* What to do *
Scan the data below for the string "many". Show every line where it turns up.

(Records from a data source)
—————

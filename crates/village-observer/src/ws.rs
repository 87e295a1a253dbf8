//! `WebSocket` handler for real-time state streaming.
//!
//! Clients connect to `GET /ws/state`, immediately receive the last
//! published [`GameSnapshot`](village_types::GameSnapshot) (if any), and
//! then one JSON text frame per change. If a client falls behind, lagged
//! messages are skipped; every frame is a full snapshot so nothing is lost
//! by skipping.

use std::sync::Arc;

use axum::extract::ws::{Message, WebSocket};
use axum::extract::{State, WebSocketUpgrade};
use axum::response::IntoResponse;
use tokio::sync::broadcast::error::RecvError;
use tracing::{debug, warn};

use village_types::GameSnapshot;

use crate::state::AppState;

/// Upgrade an HTTP request to a `WebSocket` connection and begin
/// streaming snapshots.
///
/// # Route
///
/// `GET /ws/state`
pub async fn ws_state(
    ws: WebSocketUpgrade,
    State(state): State<Arc<AppState>>,
) -> impl IntoResponse {
    ws.on_upgrade(|socket| handle_ws(socket, state))
}

/// Serialize and send one snapshot. Returns `false` once the client is
/// gone.
async fn send_snapshot(socket: &mut WebSocket, snapshot: &GameSnapshot) -> bool {
    let json = match serde_json::to_string(snapshot) {
        Ok(j) => j,
        Err(e) => {
            warn!("Failed to serialize snapshot: {e}");
            return true;
        }
    };
    socket.send(Message::Text(json.into())).await.is_ok()
}

async fn handle_ws(mut socket: WebSocket, state: Arc<AppState>) {
    debug!("WebSocket client connected");

    // Subscribe before reading the cache so no update falls in between.
    let mut rx = state.subscribe();
    if let Some(current) = state.latest().await
        && !send_snapshot(&mut socket, &current).await
    {
        debug!("WebSocket client disconnected (initial send failed)");
        return;
    }

    loop {
        tokio::select! {
            result = rx.recv() => {
                match result {
                    Ok(snapshot) => {
                        if !send_snapshot(&mut socket, &snapshot).await {
                            debug!("WebSocket client disconnected (send failed)");
                            return;
                        }
                    }
                    Err(RecvError::Lagged(n)) => {
                        debug!(skipped = n, "WebSocket client lagged, skipping ahead");
                    }
                    Err(RecvError::Closed) => {
                        debug!("Broadcast channel closed, shutting down WebSocket");
                        return;
                    }
                }
            }
            msg = socket.recv() => {
                match msg {
                    Some(Ok(Message::Close(_))) | None => {
                        debug!("WebSocket client disconnected");
                        return;
                    }
                    Some(Ok(Message::Ping(data))) => {
                        if socket.send(Message::Pong(data)).await.is_err() {
                            debug!("WebSocket client disconnected (pong failed)");
                            return;
                        }
                    }
                    Some(Err(e)) => {
                        debug!("WebSocket error: {e}");
                        return;
                    }
                    // Client-to-server frames carry no meaning here.
                    _ => {}
                }
            }
        }
    }
}
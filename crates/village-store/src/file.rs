//! JSON-file save backend.
//!
//! Each key is one document at `{dir}/{key}.json`, with `:` in the key
//! replaced by `_`. Writes land in a sibling `.tmp` file first and are
//! renamed into place, so a crash mid-write never leaves a truncated save.

use std::io::ErrorKind;
use std::path::{Path, PathBuf};

use crate::error::StoreError;

/// Directory of JSON save files.
#[derive(Debug, Clone)]
pub struct FileStore {
    dir: PathBuf,
}

impl FileStore {
    /// A store rooted at `dir`. The directory is created on first write.
    pub fn new(dir: impl Into<PathBuf>) -> Self {
        Self { dir: dir.into() }
    }

    /// Root directory.
    pub fn dir(&self) -> &Path {
        &self.dir
    }

    /// Path of the document for `key`.
    pub fn path_for(&self, key: &str) -> PathBuf {
        self.dir.join(format!("{}.json", key.replace(':', "_")))
    }

    /// Write `document` at `key`, replacing any previous value.
    ///
    /// # Errors
    ///
    /// Returns [`StoreError::Io`] if the directory, temp file or rename
    /// fails.
    pub async fn write(&self, key: &str, document: &str) -> Result<(), StoreError> {
        tokio::fs::create_dir_all(&self.dir)
            .await
            .map_err(|source| StoreError::Io {
                path: self.dir.clone(),
                source,
            })?;

        let path = self.path_for(key);
        let tmp = path.with_extension("json.tmp");
        tokio::fs::write(&tmp, document)
            .await
            .map_err(|source| StoreError::Io {
                path: tmp.clone(),
                source,
            })?;
        tokio::fs::rename(&tmp, &path)
            .await
            .map_err(|source| StoreError::Io { path, source })
    }

    /// Read the document at `key`, `None` if the file does not exist.
    ///
    /// # Errors
    ///
    /// Returns [`StoreError::Io`] for any failure other than a missing file.
    pub async fn read(&self, key: &str) -> Result<Option<String>, StoreError> {
        let path = self.path_for(key);
        match tokio::fs::read_to_string(&path).await {
            Ok(document) => Ok(Some(document)),
            Err(e) if e.kind() == ErrorKind::NotFound => Ok(None),
            Err(source) => Err(StoreError::Io { path, source }),
        }
    }

    /// Remove the document at `key`. Missing files are not an error.
    ///
    /// # Errors
    ///
    /// Returns [`StoreError::Io`] for any failure other than a missing file.
    pub async fn delete(&self, key: &str) -> Result<(), StoreError> {
        let path = self.path_for(key);
        match tokio::fs::remove_file(&path).await {
            Ok(()) => Ok(()),
            Err(e) if e.kind() == ErrorKind::NotFound => Ok(()),
            Err(source) => Err(StoreError::Io { path, source }),
        }
    }
}

#[cfg(test)]
#[allow(clippy::unwrap_used)]
mod tests {
    use super::*;

    fn scratch_dir(name: &str) -> PathBuf {
        std::env::temp_dir().join(format!("village-store-{name}-{}", std::process::id()))
    }

    #[test]
    fn keys_map_to_flat_file_names() {
        let store = FileStore::new("/saves");
        assert_eq!(
            store.path_for("village:clock"),
            PathBuf::from("/saves/village_clock.json")
        );
    }

    #[tokio::test]
    async fn write_then_read_and_overwrite() {
        let dir = scratch_dir("overwrite");
        let store = FileStore::new(&dir);

        assert_eq!(store.read("village:state").await.unwrap(), None);
        store.write("village:state", "{\"a\":1}").await.unwrap();
        store.write("village:state", "{\"a\":2}").await.unwrap();
        assert_eq!(
            store.read("village:state").await.unwrap().as_deref(),
            Some("{\"a\":2}")
        );
        assert!(!store.path_for("village:state").with_extension("json.tmp").exists());

        store.delete("village:state").await.unwrap();
        store.delete("village:state").await.unwrap();
        assert_eq!(store.read("village:state").await.unwrap(), None);

        let _ = std::fs::remove_dir_all(dir);
    }
}
//! Save storage for the idle village.
//!
//! Two documents are persisted: the day/night clock snapshot and the whole
//! saved game. Both are JSON. Storage is best-effort: the session runs
//! entirely in memory, writes are handed off to a background task, and
//! anything that cannot be read back at startup is treated as absent.
//!
//! # Architecture
//!
//! ```text
//! Session task
//!     |
//!     +-- PersistCallback --try_send--> run_persister --> StateStore
//!                                                          |-- File      (JSON per key)
//!                                                          |-- Memory    (tests)
//!                                                          +-- Dragonfly (DragonflyPool)
//! ```
//!
//! # Modules
//!
//! - [`store`] -- Backend-agnostic [`StateStore`] and the persisted keys
//! - [`file`] -- JSON file backend with atomic replace
//! - [`dragonfly`] -- `Dragonfly` (Redis-compatible) backend
//! - [`persist`] -- Fire-and-forget persister task and session callback
//! - [`error`] -- Shared error types

pub mod dragonfly;
pub mod error;
pub mod file;
pub mod persist;
pub mod store;

// Re-export primary types for convenience.
pub use dragonfly::DragonflyPool;
pub use error::StoreError;
pub use file::FileStore;
pub use persist::{PersistCallback, PersistJob, PersisterStats, run_persister, spawn_persister};
pub use store::{CLOCK_KEY, STATE_KEY, StateStore};
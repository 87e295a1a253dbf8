//! REST API endpoint handlers for the Observer server.
//!
//! Reads go to the session for a live snapshot and fall back to the last
//! published one if the session has stopped. Commands are forwarded
//! through the [`SessionHandle`](village_core::runner::SessionHandle) and
//! answered with the [`CommandOutcome`].
//!
//! # Endpoints
//!
//! | Method | Path | Description |
//! |--------|------|-------------|
//! | `GET` | `/api/state` | Current game snapshot |
//! | `POST` | `/api/gather/{resource}` | Gather one batch manually |
//! | `POST` | `/api/workers/{worker}/hire` | Hire one worker |
//! | `POST` | `/api/village/upgrade` | Upgrade the village |
//! | `POST` | `/api/reset` | Wipe all progress |
//! | `DELETE` | `/api/notifications/{id}` | Dismiss a notification |
//!
//! # Status codes
//!
//! Applied and ignored commands answer `200`. Rejected commands answer
//! `409` with the rejection reason. Unknown resource or worker names and
//! malformed ids answer `400`.

use std::sync::Arc;

use axum::Json;
use axum::extract::{Path, State};
use axum::http::StatusCode;
use axum::response::{IntoResponse, Response};

use village_types::{CommandOutcome, GameSnapshot, NotificationId, ResourceKind, WorkerKind};

use crate::error::ObserverError;
use crate::state::AppState;

/// Map a command outcome to its HTTP response.
fn outcome_response(outcome: CommandOutcome) -> Response {
    let status = if outcome.is_rejected() {
        StatusCode::CONFLICT
    } else {
        StatusCode::OK
    };
    (status, Json(outcome)).into_response()
}

// ---------------------------------------------------------------------------
// GET /api/state
// ---------------------------------------------------------------------------

/// Return the current game snapshot.
pub async fn get_state(
    State(state): State<Arc<AppState>>,
) -> Result<Json<GameSnapshot>, ObserverError> {
    match state.session.snapshot().await {
        Ok(snapshot) => Ok(Json(snapshot)),
        Err(e) => {
            tracing::debug!(error = %e, "session unavailable, serving last published state");
            state.latest().await.map(Json).ok_or(ObserverError::NotReady)
        }
    }
}

// ---------------------------------------------------------------------------
// Commands
// ---------------------------------------------------------------------------

/// Gather one batch of the named resource.
pub async fn gather(
    State(state): State<Arc<AppState>>,
    Path(resource): Path<String>,
) -> Result<Response, ObserverError> {
    let resource: ResourceKind = resource.parse()?;
    let outcome = state.session.gather(resource).await?;
    Ok(outcome_response(outcome))
}

/// Hire one worker of the named kind.
pub async fn hire_worker(
    State(state): State<Arc<AppState>>,
    Path(worker): Path<String>,
) -> Result<Response, ObserverError> {
    let worker: WorkerKind = worker.parse()?;
    let outcome = state.session.hire_worker(worker).await?;
    Ok(outcome_response(outcome))
}

/// Raise the village one level.
pub async fn upgrade_village(
    State(state): State<Arc<AppState>>,
) -> Result<Response, ObserverError> {
    let outcome = state.session.upgrade_village().await?;
    Ok(outcome_response(outcome))
}

/// Wipe all progress. The day/night clock keeps running.
pub async fn reset(State(state): State<Arc<AppState>>) -> Result<Response, ObserverError> {
    tracing::info!("Reset requested via observer API");
    let outcome = state.session.reset_all().await?;
    Ok(outcome_response(outcome))
}

/// Dismiss a notification by id. Unknown ids answer `ignored`.
pub async fn dismiss_notification(
    State(state): State<Arc<AppState>>,
    Path(id): Path<String>,
) -> Result<Response, ObserverError> {
    let id: NotificationId = id
        .parse()
        .map_err(|e| ObserverError::InvalidUuid(format!("{id}: {e}")))?;
    let outcome = state.session.dismiss_notification(id).await?;
    Ok(outcome_response(outcome))
}
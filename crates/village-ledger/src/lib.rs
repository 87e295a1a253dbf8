//! Balance table and state ledgers for the Idle Village engine.
//!
//! Every resource unit, hired worker and village level is held by one of
//! the three ledgers in this crate. The ledgers are dumb counters: policy
//! (capacity checks, affordability, cooldowns) lives with the caller in
//! `village-core`. What the ledgers do guarantee is their own invariants.
//!
//! # Architecture
//!
//! - [`balance`] -- The [`BalanceTable`]: pure cost and yield functions.
//! - [`resources`] -- The [`ResourceLedger`]: four counters with a zero floor.
//! - [`roster`] -- The [`WorkerRoster`]: per-kind hired worker counts.
//! - [`village`] -- The [`VillageRecord`]: level and derived capacity.
//!
//! # Invariants
//!
//! | Ledger | Invariant |
//! |--------|-----------|
//! | Resource | no counter is ever negative |
//! | Roster | counts only grow, except on reset |
//! | Village | `max_workers == village_max_workers(level)` |
//!
//! The ledgers never panic; all arithmetic saturates.
//!
//! # Usage
//!
//! ```
//! use village_ledger::{BalanceTable, ResourceLedger, VillageRecord};
//! use village_types::ResourceKind;
//!
//! let balance = BalanceTable::default();
//! let mut resources = ResourceLedger::new();
//! resources.apply_delta(ResourceKind::Wood, 150);
//! resources.apply_delta(ResourceKind::Wood, -500);
//! assert_eq!(resources.get(ResourceKind::Wood), 0);
//!
//! let mut village = VillageRecord::new(&balance);
//! village.upgrade(&balance);
//! assert_eq!(village.level(), 2);
//! assert_eq!(village.max_workers(), 5);
//! ```

pub mod balance;
pub mod resources;
pub mod roster;
pub mod village;

// Re-export primary types at crate root.
pub use balance::BalanceTable;
pub use resources::ResourceLedger;
pub use roster::WorkerRoster;
pub use village::VillageRecord;

use std::collections::BTreeMap;

use village_types::ResourceKind;

// ---------------------------------------------------------------------------
// Error types
// ---------------------------------------------------------------------------

/// Errors that can occur when spending from the ledgers.
#[derive(Debug, Clone, PartialEq, Eq, thiserror::Error)]
pub enum LedgerError {
    /// One or more resources are short of the requested amounts.
    #[error("insufficient resources: {}", format_missing(missing))]
    Insufficient {
        /// Shortfall per resource (only short resources listed).
        missing: BTreeMap<ResourceKind, u64>,
    },

    /// A restored record failed validation.
    #[error("invalid ledger state: {0}")]
    InvalidState(&'static str),
}

fn format_missing(missing: &BTreeMap<ResourceKind, u64>) -> String {
    missing
        .iter()
        .map(|(kind, amount)| format!("{amount} {kind}"))
        .collect::<Vec<_>>()
        .join(", ")
}

#[cfg(test)]
mod tests {
    use super::*;

    #[test]
    fn insufficient_error_lists_shortfalls() {
        let mut missing = BTreeMap::new();
        missing.insert(ResourceKind::Wood, 40);
        missing.insert(ResourceKind::Gold, 5);
        let err = LedgerError::Insufficient { missing };
        assert_eq!(err.to_string(), "insufficient resources: 40 wood, 5 gold");
    }
}
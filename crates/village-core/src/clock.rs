//! Day/night clock derived from wall-clock time.
//!
//! The clock stores two authoritative fields, the start of the current
//! phase and the night flag. Everything else is derived from them plus
//! "now". Recomputation counts how many whole phase lengths have elapsed
//! since the phase started, advances the start by that many lengths, and
//! flips the flag when the count is odd. A clock that was suspended for
//! several phases therefore catches up in one step with the right parity.
//!
//! The derivation is the pure [`advance`] function. [`DayNightClock`] wraps
//! it with the phase length and reports actual flips to the caller.

use std::time::Duration;

use chrono::{DateTime, TimeDelta, Utc};

use village_ledger::BalanceTable;
use village_types::{ClockSnapshot, Phase};

/// Errors that can occur during clock operations.
#[derive(Debug, thiserror::Error)]
pub enum ClockError {
    /// A phase must last at least one millisecond.
    #[error("phase duration must be non-zero")]
    ZeroPhaseDuration,

    /// Phase duration does not fit in a signed millisecond count.
    #[error("phase duration too large: {0:?}")]
    PhaseDurationTooLarge(Duration),
}

/// A phase change observed by [`DayNightClock::recompute`].
#[derive(Debug, Clone, Copy, PartialEq, Eq)]
pub struct PhaseFlip {
    /// The phase now in effect.
    pub phase: Phase,
    /// Whole phase lengths that elapsed (odd by construction).
    pub transitions: u64,
}

/// Advance `snapshot` to `now`.
///
/// Returns the updated snapshot and the number of whole phase lengths that
/// elapsed. A `now` earlier than the phase start yields zero transitions.
pub fn advance(
    snapshot: ClockSnapshot,
    now: DateTime<Utc>,
    phase_ms: i64,
) -> (ClockSnapshot, u64) {
    let elapsed_ms = now
        .signed_duration_since(snapshot.phase_started_at)
        .num_milliseconds();
    let transitions = elapsed_ms.checked_div(phase_ms).unwrap_or(0);
    if transitions <= 0 {
        return (snapshot, 0);
    }

    let advanced = transitions
        .checked_mul(phase_ms)
        .and_then(TimeDelta::try_milliseconds)
        .and_then(|delta| snapshot.phase_started_at.checked_add_signed(delta))
        .unwrap_or(now);
    let transitions = transitions.unsigned_abs();
    let flipped = transitions & 1 == 1;

    (
        ClockSnapshot {
            phase_started_at: advanced,
            game_started_at: snapshot.game_started_at,
            is_night: snapshot.is_night ^ flipped,
        },
        transitions,
    )
}

/// Running day/night clock for one session.
#[derive(Debug, Clone, Copy, PartialEq, Eq)]
pub struct DayNightClock {
    state: ClockSnapshot,
    phase_ms: i64,
}

impl DayNightClock {
    /// A fresh game clock: day, started at `now`.
    ///
    /// # Errors
    ///
    /// Returns [`ClockError`] if `phase_duration` is zero or too large.
    pub fn new(now: DateTime<Utc>, phase_duration: Duration) -> Result<Self, ClockError> {
        Self::from_snapshot(
            ClockSnapshot {
                phase_started_at: now,
                game_started_at: now,
                is_night: false,
            },
            phase_duration,
        )
    }

    /// Restore from a persisted snapshot.
    ///
    /// # Errors
    ///
    /// Returns [`ClockError`] if `phase_duration` is zero or too large.
    pub fn from_snapshot(
        state: ClockSnapshot,
        phase_duration: Duration,
    ) -> Result<Self, ClockError> {
        let phase_ms = i64::try_from(phase_duration.as_millis())
            .map_err(|_| ClockError::PhaseDurationTooLarge(phase_duration))?;
        if phase_ms == 0 {
            return Err(ClockError::ZeroPhaseDuration);
        }
        Ok(Self { state, phase_ms })
    }

    /// The persisted fields.
    pub const fn snapshot(&self) -> ClockSnapshot {
        self.state
    }

    /// Whether it is currently night, as of the last recompute.
    pub const fn is_night(&self) -> bool {
        self.state.is_night
    }

    /// Current phase, as of the last recompute.
    pub const fn phase(&self) -> Phase {
        Phase::from_is_night(self.state.is_night)
    }

    /// Catch the clock up to `now`.
    ///
    /// Returns `Some` only when the night flag actually changed. An even
    /// number of elapsed phases advances the start without a flip.
    pub fn recompute(&mut self, now: DateTime<Utc>) -> Option<PhaseFlip> {
        let before = self.state.is_night;
        let (next, transitions) = advance(self.state, now, self.phase_ms);
        self.state = next;
        if transitions > 0 {
            tracing::debug!(transitions, is_night = next.is_night, "phase boundary crossed");
        }
        (next.is_night != before).then(|| PhaseFlip {
            phase: self.phase(),
            transitions,
        })
    }

    /// Whole seconds until the next boundary, rounded up. Display only.
    pub fn seconds_remaining(&self, now: DateTime<Utc>) -> u64 {
        let elapsed_ms = now
            .signed_duration_since(self.state.phase_started_at)
            .num_milliseconds()
            .max(0);
        let remaining_ms = self.phase_ms.saturating_sub(elapsed_ms).max(0).unsigned_abs();
        remaining_ms.div_ceil(1000)
    }
}

/// Player-facing text announcing `phase` and its gather bonus.
pub fn phase_message(phase: Phase, balance: &BalanceTable) -> String {
    match phase {
        Phase::Day => format!(
            "Day has come: food gathering +{}",
            balance.day_food_bonus
        ),
        Phase::Night => format!(
            "Night has fallen: gold gathering +{}",
            balance.night_gold_bonus
        ),
    }
}

#[cfg(test)]
#[allow(clippy::unwrap_used)]
mod tests {
    use super::*;

    const PHASE: Duration = Duration::from_secs(300);

    fn at(secs: i64) -> DateTime<Utc> {
        DateTime::from_timestamp(1_700_000_000_i64.saturating_add(secs), 0).unwrap()
    }

    #[test]
    fn zero_duration_is_rejected() {
        assert!(matches!(
            DayNightClock::new(at(0), Duration::ZERO),
            Err(ClockError::ZeroPhaseDuration)
        ));
    }

    #[test]
    fn no_flip_inside_a_phase() {
        let mut clock = DayNightClock::new(at(0), PHASE).unwrap();
        assert!(clock.recompute(at(299)).is_none());
        assert!(!clock.is_night());
        assert_eq!(clock.snapshot().phase_started_at, at(0));
    }

    #[test]
    fn single_boundary_flips_to_night() {
        let mut clock = DayNightClock::new(at(0), PHASE).unwrap();
        let flip = clock.recompute(at(300)).unwrap();
        assert_eq!(flip.phase, Phase::Night);
        assert_eq!(flip.transitions, 1);
        assert_eq!(clock.snapshot().phase_started_at, at(300));
        // Same instant again: no second flip.
        assert!(clock.recompute(at(300)).is_none());
    }

    #[test]
    fn three_phases_of_catch_up_flip_once() {
        let start = ClockSnapshot {
            phase_started_at: at(0),
            game_started_at: at(0),
            is_night: false,
        };
        let mut clock = DayNightClock::from_snapshot(start, PHASE).unwrap();
        let flip = clock.recompute(at(900)).unwrap();
        assert_eq!(flip.transitions, 3);
        assert!(clock.is_night());
        assert_eq!(clock.snapshot().phase_started_at, at(900));
        assert_eq!(clock.snapshot().game_started_at, at(0));
    }

    #[test]
    fn even_catch_up_advances_without_flip() {
        let mut clock = DayNightClock::new(at(0), PHASE).unwrap();
        assert!(clock.recompute(at(650)).is_none());
        assert!(!clock.is_night());
        assert_eq!(clock.snapshot().phase_started_at, at(600));
    }

    #[test]
    fn clock_running_backwards_changes_nothing() {
        let mut clock = DayNightClock::new(at(100), PHASE).unwrap();
        assert!(clock.recompute(at(0)).is_none());
        assert_eq!(clock.snapshot().phase_started_at, at(100));
    }

    #[test]
    fn seconds_remaining_rounds_up() {
        let clock = DayNightClock::new(at(0), PHASE).unwrap();
        assert_eq!(clock.seconds_remaining(at(0)), 300);
        let half = at(0)
            .checked_add_signed(TimeDelta::milliseconds(100_500))
            .unwrap();
        assert_eq!(clock.seconds_remaining(half), 200);
        assert_eq!(clock.seconds_remaining(at(1000)), 0);
    }

    #[test]
    fn phase_message_names_bonus() {
        let balance = BalanceTable::default();
        assert!(phase_message(Phase::Night, &balance).contains("gold"));
        assert!(phase_message(Phase::Day, &balance).contains("food"));
    }
}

—————

* Your response *
//! "now". Recomputation counts how many whole phase lengths have elapsed
//! since the phase started, advances the start by that many lengths, and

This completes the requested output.